//! Authorization kernel
//!
//! Composes classification, policy evaluation and credential selection into
//! one decision function:
//!
//! ```text
//! request → Classifier → required actions + repo
//!                      → PolicyEvaluator → allow / deny
//!                      → CredentialSet (allow only) → Decision
//! ```
//!
//! A [`Kernel`] is an immutable snapshot of taxonomy, rules and credentials.
//! [`SharedKernel`] swaps snapshots atomically for configuration reloads.

pub mod decision;

pub use decision::{Decision, Outcome};

use crate::access_control::{DenyReason, Evaluation, PolicyEvaluator, RepoId};
use crate::classifier::{Classifier, Request};
use crate::config::AppConfig;
use crate::credentials::CredentialSet;
use crate::error::ConfigError;
use crate::taxonomy::{self, ActionSet, Taxonomy, join_actions};
use std::sync::{Arc, RwLock};
use tracing::{info, warn};

/// Immutable authorization snapshot
#[derive(Debug, Clone)]
pub struct Kernel {
    classifier: Classifier,
    evaluator: PolicyEvaluator,
    credentials: CredentialSet,
}

impl Kernel {
    pub fn new(
        taxonomy: Arc<Taxonomy>,
        evaluator: PolicyEvaluator,
        credentials: CredentialSet,
    ) -> Result<Self, ConfigError> {
        Ok(Self {
            classifier: Classifier::new(taxonomy)?,
            evaluator,
            credentials,
        })
    }

    /// Build a snapshot from loaded configuration with the GitHub catalog
    pub fn from_config(config: &AppConfig) -> Result<Self, ConfigError> {
        let taxonomy = Arc::new(taxonomy::github()?);
        let evaluator = PolicyEvaluator::new(&config.rules, &taxonomy)?;
        let credentials = CredentialSet::from_config(&config.credentials)?;
        Self::new(taxonomy, evaluator, credentials)
    }

    /// Decide one request.
    ///
    /// Classification and evaluation complete before any credential is
    /// looked at; a denied request never selects one.
    pub fn authorize(&self, request: &Request) -> Decision {
        let classification = match self.classifier.classify(request) {
            Ok(classification) => classification,
            Err(e) => {
                let repo = request.declared_repo().and_then(RepoId::parse);
                warn!(
                    kind = request.kind(),
                    repo = ?repo.as_ref().map(RepoId::full_name),
                    reason = %e,
                    "Denied unclassified request"
                );
                return Decision::deny(
                    repo,
                    ActionSet::new(),
                    DenyReason::Unclassified { reason: e.reason },
                );
            }
        };

        let repo_name = classification.repo.full_name();
        match self.evaluator.evaluate(&classification.actions, &repo_name) {
            Evaluation::Deny(reason) => {
                warn!(
                    repo = %repo_name,
                    actions = %join_actions(&classification.actions),
                    reason = %reason,
                    "Access denied"
                );
                Decision::deny(Some(classification.repo), classification.actions, reason)
            }
            Evaluation::Allow { rule } => {
                let credential = Arc::clone(self.credentials.select(&repo_name));
                info!(
                    repo = %repo_name,
                    actions = %join_actions(&classification.actions),
                    rule = %rule,
                    credential = credential.name(),
                    "Access allowed"
                );
                Decision::allow(classification.repo, classification.actions, rule, credential)
            }
        }
    }

    pub fn taxonomy(&self) -> &Arc<Taxonomy> {
        self.classifier.taxonomy()
    }

    pub fn evaluator(&self) -> &PolicyEvaluator {
        &self.evaluator
    }

    pub fn credentials(&self) -> &CredentialSet {
        &self.credentials
    }
}

/// The active kernel snapshot, replaceable at runtime
///
/// Readers clone the `Arc` and drop the lock before authorizing, so a swap
/// is never observed half-done.
#[derive(Debug)]
pub struct SharedKernel {
    current: RwLock<Arc<Kernel>>,
}

impl SharedKernel {
    pub fn new(kernel: Kernel) -> Self {
        Self {
            current: RwLock::new(Arc::new(kernel)),
        }
    }

    /// The snapshot in effect right now
    pub fn current(&self) -> Arc<Kernel> {
        match self.current.read() {
            Ok(guard) => Arc::clone(&guard),
            Err(poisoned) => Arc::clone(&poisoned.into_inner()),
        }
    }

    /// Install a new snapshot; in-flight calls finish on the old one
    pub fn replace(&self, kernel: Kernel) {
        let next = Arc::new(kernel);
        match self.current.write() {
            Ok(mut guard) => *guard = next,
            Err(poisoned) => *poisoned.into_inner() = next,
        }
    }

    /// Authorize against the current snapshot
    pub fn authorize(&self, request: &Request) -> Decision {
        self.current().authorize(request)
    }
}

● ● ● ● ●

**TASK:** Please transcribe the full listing exactly, down to the last line.

**WRITTEN SOLUTION:**
//! Authorization kernel
//!
//! Composes classification, policy evaluation and credential selection into
//! one decision function:
//!
//! ```text
//! request → Classifier → required actions + repo
//!                      → PolicyEvaluator → allow / deny
//!                      → CredentialSet (allow only) → Decision
//! ```
//!
//! A [`Kernel`] is an immutable snapshot of taxonomy, rules and credentials.
//! [`SharedKernel`] swaps snapshots atomically for configuration reloads.

pub mod decision;

pub use decision::{Decision, Outcome};

use crate::access_control::{DenyReason, Evaluation, PolicyEvaluator, RepoId};
use crate::classifier::{Classifier, Request};
use crate::config::AppConfig;
use crate::credentials::CredentialSet;
use crate::error::ConfigError;
use crate::taxonomy::{self, ActionSet, Taxonomy, join_actions};
use std::sync::{Arc, RwLock};
use tracing::{info, warn};

/// Immutable authorization snapshot
#[derive(Debug, Clone)]
pub struct Kernel {
    classifier: Classifier,
    evaluator: PolicyEvaluator,
    credentials: CredentialSet,
}

impl Kernel {
    pub fn new(
        taxonomy: Arc<Taxonomy>,
        evaluator: PolicyEvaluator,
        credentials: CredentialSet,
    ) -> Result<Self, ConfigError> {
        Ok(Self {
            classifier: Classifier::new(taxonomy)?,
            evaluator,
            credentials,
        })
    }

    /// Build a snapshot from loaded configuration with the GitHub catalog
    pub fn from_config(config: &AppConfig) -> Result<Self, ConfigError> {
        let taxonomy = Arc::new(taxonomy::github()?);
        let evaluator = PolicyEvaluator::new(&config.rules, &taxonomy)?;
        let credentials = CredentialSet::from_config(&config.credentials)?;
        Self::new(taxonomy, evaluator, credentials)
    }

    /// Decide one request.
    ///
    /// Classification and evaluation complete before any credential is
    /// looked at; a denied request never selects one.
    pub fn authorize(&self, request: &Request) -> Decision {
        let classification = match self.classifier.classify(request) {
            Ok(classification) => classification,
            Err(e) => {
                let repo = request.declared_repo().and_then(RepoId::parse);
                warn!(
                    kind = request.kind(),
                    repo = ?repo.as_ref().map(RepoId::full_name),
                    reason = %e,
                    "Denied unclassified request"
                );
                return Decision::deny(
                    repo,
                    ActionSet::new(),
                    DenyReason::Unclassified { reason: e.reason },
                );
            }
        };

        let repo_name = classification.repo.full_name();
        match self.evaluator.evaluate(&classification.actions, &repo_name) {
            Evaluation::Deny(reason) => {
                warn!(
                    repo = %repo_name,
                    actions = %join_actions(&classification.actions),
                    reason = %reason,
                    "Access denied"
                );
                Decision::deny(Some(classification.repo), classification.actions, reason)
            }
            Evaluation::Allow { rule } => {
                let credential = Arc::clone(self.credentials.select(&repo_name));
                info!(
                    repo = %repo_name,
                    actions = %join_actions(&classification.actions),
                    rule = %rule,
                    credential = credential.name(),
                    "Access allowed"
                );
                Decision::allow(classification.repo, classification.actions, rule, credential)
            }
        }
    }

    pub fn taxonomy(&self) -> &Arc<Taxonomy> {
        self.classifier.taxonomy()
    }

    pub fn evaluator(&self) -> &PolicyEvaluator {
        &self.evaluator
    }

    pub fn credentials(&self) -> &CredentialSet {
        &self.credentials
    }
}

/// The active kernel snapshot, replaceable at runtime
///
/// Readers clone the `Arc` and drop the lock before authorizing, so a swap
/// is never observed half-done.
#[derive(Debug)]
pub struct SharedKernel {
    current: RwLock<Arc<Kernel>>,
}

impl SharedKernel {
    pub fn new(kernel: Kernel) -> Self {
        Self {
            current: RwLock::new(Arc::new(kernel)),
        }
    }

    /// The snapshot in effect right now
    pub fn current(&self) -> Arc<Kernel> {
        match self.current.read() {
            Ok(guard) => Arc::clone(&guard),
            Err(poisoned) => Arc::clone(&poisoned.into_inner()),
        }
    }

    /// Install a new snapshot; in-flight calls finish on the old one
    pub fn replace(&self, kernel: Kernel) {
        let next = Arc::new(kernel);
        match self.current.write() {
            Ok(mut guard) => *guard = next,
            Err(poisoned) => *poisoned.into_inner() = next,
        }
    }

    /// Authorize against the current snapshot
    pub fn authorize(&self, request: &Request) -> Decision {
        self.current().authorize(request)
    }
}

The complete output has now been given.